Updated: Jun 15
Cognitive Behavioural Therapy, abbreviated as CBT, is the term used to refer to the form of psychological therapy whose main focus is in the correction and management of conditions and disorders that include stress, depression, and anxiety. It is also effectively used in the management of a range of other disorders that include alcohol and substance abuse-related problems, various forms of mental disorders, eating, and marital problems.
Several types of research carried out by experts concerning CBT have shown how the therapy is significant in improving the functionality and quality of life. Numerous studies have demonstrated that CBT is more effective and productive when compared to other forms or types of psychological therapies.
CBT is designed on the model of research and clinical practice, aspects that have made it an efficient and effective form of therapy. The methods used in CBT have the backing of ample scientific evidence which showcases just how effective the approach is to produce a practical and visible change. The approach used in CBT treatment makes it distinct, setting it apart from any other form of psychological treatment.

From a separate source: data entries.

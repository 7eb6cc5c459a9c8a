//! 集団（celltype）の依存グラフ解決
//!
//! 各集団は親集団（なければルートのイベントテーブル）の行に対して、
//! ゲート → マーカー規則 の順に絞り込んだ結果になる。
//!
//! 解決は「未解決集合を繰り返し走査し、親が解決済みのものを解決する」固定点反復で行う。
//! 1パスで何も解決できなければ循環か存在しない親があるとみなして失敗する。
//! パス数は `集団数 + EXTRA_PASSES` で打ち切るので必ず停止する。

use std::collections::{HashMap, HashSet};

use crate::error::{GatingError, GatingFailure, GatingWarning};
use crate::gate::Gate;
use crate::markers::apply_marker_rules;
use crate::table::EventTable;
use crate::threshold::ThresholdTable;

/// 解決パス数の上限に足す余裕
pub const EXTRA_PASSES: usize = 4;

/// 集団の定義
#[derive(Debug, Clone, PartialEq)]
pub struct PopulationDef {
    pub name: String,
    /// `None` ならルートのイベントテーブルが親
    pub parent: Option<String>,
    pub gate: Option<Gate>,
    pub positive: Vec<String>,
    pub negative: Vec<String>,
}

impl PopulationDef {
    /// ルート直下の、ゲートも規則もない定義
    pub fn new(name: impl Into<String>) -> Self {
        Self {
            name: name.into(),
            parent: None,
            gate: None,
            positive: Vec::new(),
            negative: Vec::new(),
        }
    }

    pub fn with_parent(mut self, parent: impl Into<String>) -> Self {
        self.parent = Some(parent.into());
        self
    }

    pub fn with_gate(mut self, gate: Gate) -> Self {
        self.gate = Some(gate);
        self
    }

    pub fn with_positive<I, S>(mut self, markers: I) -> Self
    where
        I: IntoIterator<Item = S>,
        S: Into<String>,
    {
        self.positive.extend(markers.into_iter().map(Into::into));
        self
    }

    pub fn with_negative<I, S>(mut self, markers: I) -> Self
    where
        I: IntoIterator<Item = S>,
        S: Into<String>,
    {
        self.negative.extend(markers.into_iter().map(Into::into));
        self
    }
}

/// 解決済みの1集団
#[derive(Debug, Clone)]
pub struct ResolvedPopulation {
    pub name: String,
    pub parent: Option<String>,
    pub table: EventTable,
}

/// 集団名 → 結果テーブル（解決順を保持）
#[derive(Debug, Clone, Default)]
pub struct Populations {
    entries: Vec<ResolvedPopulation>,
    index: HashMap<String, usize>,
}

impl Populations {
    pub fn new() -> Self {
        Self::default()
    }

    fn push(&mut self, entry: ResolvedPopulation) {
        self.index.insert(entry.name.clone(), self.entries.len());
        self.entries.push(entry);
    }

    pub fn get(&self, name: &str) -> Option<&EventTable> {
        self.index.get(name).map(|&i| &self.entries[i].table)
    }

    pub fn contains(&self, name: &str) -> bool {
        self.index.contains_key(name)
    }

    pub fn len(&self) -> usize {
        self.entries.len()
    }

    pub fn is_empty(&self) -> bool {
        self.entries.is_empty()
    }

    /// 解決順に列挙する
    pub fn iter(&self) -> impl Iterator<Item = &ResolvedPopulation> {
        self.entries.iter()
    }

    /// 解決順の名前
    pub fn names(&self) -> Vec<&str> {
        self.entries.iter().map(|e| e.name.as_str()).collect()
    }
}

/// 解決に成功した実行の結果
#[derive(Debug, Clone, Default)]
pub struct GatingOutcome {
    pub populations: Populations,
    pub warnings: Vec<GatingWarning>,
}

/// 1集団分: 親テーブルにゲート、続いてマーカー規則
fn resolve_one(
    def: &PopulationDef,
    parent: &EventTable,
    thresholds: &ThresholdTable,
    warnings: &mut Vec<GatingWarning>,
) -> Result<EventTable, GatingError> {
    let gated = match &def.gate {
        Some(gate) => gate.apply(parent, &def.name)?,
        None => parent.clone(),
    };
    apply_marker_rules(&gated, &def.name, &def.positive, &def.negative, thresholds, warnings)
}

/// 全集団を解決する
///
/// 成功時は解決順の [`Populations`] と警告。致命的エラー時は [`GatingFailure`] に
/// それまでに解決できた集団を入れて返す。
pub fn resolve_populations(
    root: &EventTable,
    definitions: &[PopulationDef],
    thresholds: &ThresholdTable,
) -> Result<GatingOutcome, GatingFailure> {
    let mut populations = Populations::new();
    let mut warnings = Vec::new();

    let mut seen = HashSet::with_capacity(definitions.len());
    if let Some(dup) = definitions.iter().find(|d| !seen.insert(d.name.as_str())) {
        return Err(GatingFailure {
            error: GatingError::DuplicatePopulation(dup.name.clone()),
            partial: populations,
            warnings,
        });
    }

    let mut pending: Vec<&PopulationDef> = definitions.iter().collect();
    let max_passes = definitions.len() + EXTRA_PASSES;

    for pass in 0..max_passes {
        if pending.is_empty() {
            break;
        }
        let before = pending.len();
        let mut waiting = Vec::with_capacity(before);

        for def in pending {
            let parent_table = match def.parent.as_deref() {
                None => root.clone(),
                Some(parent) => match populations.get(parent) {
                    Some(t) => t.clone(),
                    None => {
                        waiting.push(def);
                        continue;
                    }
                },
            };

            match resolve_one(def, &parent_table, thresholds, &mut warnings) {
                Ok(table) => {
                    log::info!(
                        "Resolved population '{}' (parent: {}): {} -> {} events",
                        def.name,
                        def.parent.as_deref().unwrap_or("<root>"),
                        parent_table.len(),
                        table.len()
                    );
                    populations.push(ResolvedPopulation {
                        name: def.name.clone(),
                        parent: def.parent.clone(),
                        table,
                    });
                }
                Err(error) => {
                    log::error!("Population '{}' failed: {error}", def.name);
                    return Err(GatingFailure {
                        error,
                        partial: populations,
                        warnings,
                    });
                }
            }
        }

        pending = waiting;
        if pending.len() == before {
            log::debug!("pass {pass}: no progress with {} pending", pending.len());
            break;
        }
    }

    if !pending.is_empty() {
        let mut unresolved: Vec<String> = pending.iter().map(|d| d.name.clone()).collect();
        unresolved.sort();
        let error = GatingError::UnresolvedDependencyGraph { unresolved };
        log::error!("{error}");
        return Err(GatingFailure {
            error,
            partial: populations,
            warnings,
        });
    }

    Ok(GatingOutcome {
        populations,
        warnings,
    })
}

The principles that guide CBT are listed as follows;
* Psychological events and situations are a result, in part, of learned patterns of useless behaviour
* Psychological problems are a result, in part, of a faulty thinking process
* Those suffering from psychological problems can practice active methods of coping with the said problem, eventually relieving their symptoms and making positive changes in their lives
The CBT working strategy focuses on changing the thinking patterns. Some of the approaches involved include the following;
Ø Being able to learn to identify disruptive thoughts leading to problems, evaluating them and comparing them to reality
Ø Gaining knowledge and understanding of the behaviour and motivation of other people
Ø Developing a higher sense of self-confidence in your abilities
CBT also focuses on the efforts towards changing behavioural patterns with strategies that include;
· The ability to face your fears instead of avoiding them
· Practicing real-life scenarios in the preparation of problematic interactions with other people
· Gaining the ability to calming your mind and relaxing your body in stressful situations
It is important to note each CBT approach is distinct, and will not entirely use the above-mentioned approaches in their treatment. The therapist and patient work together in coming up with the best treatment approach after the identification of the underlying problem.
The model of CBT relies on helping the patient is in charge of their treatment approaches, entirely meaning that they are their therapists. Patients will, through approaches like "homework", be able to develop coping skills, and be put in charge of their thinking process, behaviour, and emotions.
CBT therapists actively emphasize on the current happenings in the patient's life, as opposed to previous events leading to the current situation. Although the therapist will ask for certain details in the patient's past, the focus is entirely on forging ahead and being able to come up with more effective coping strategies in life.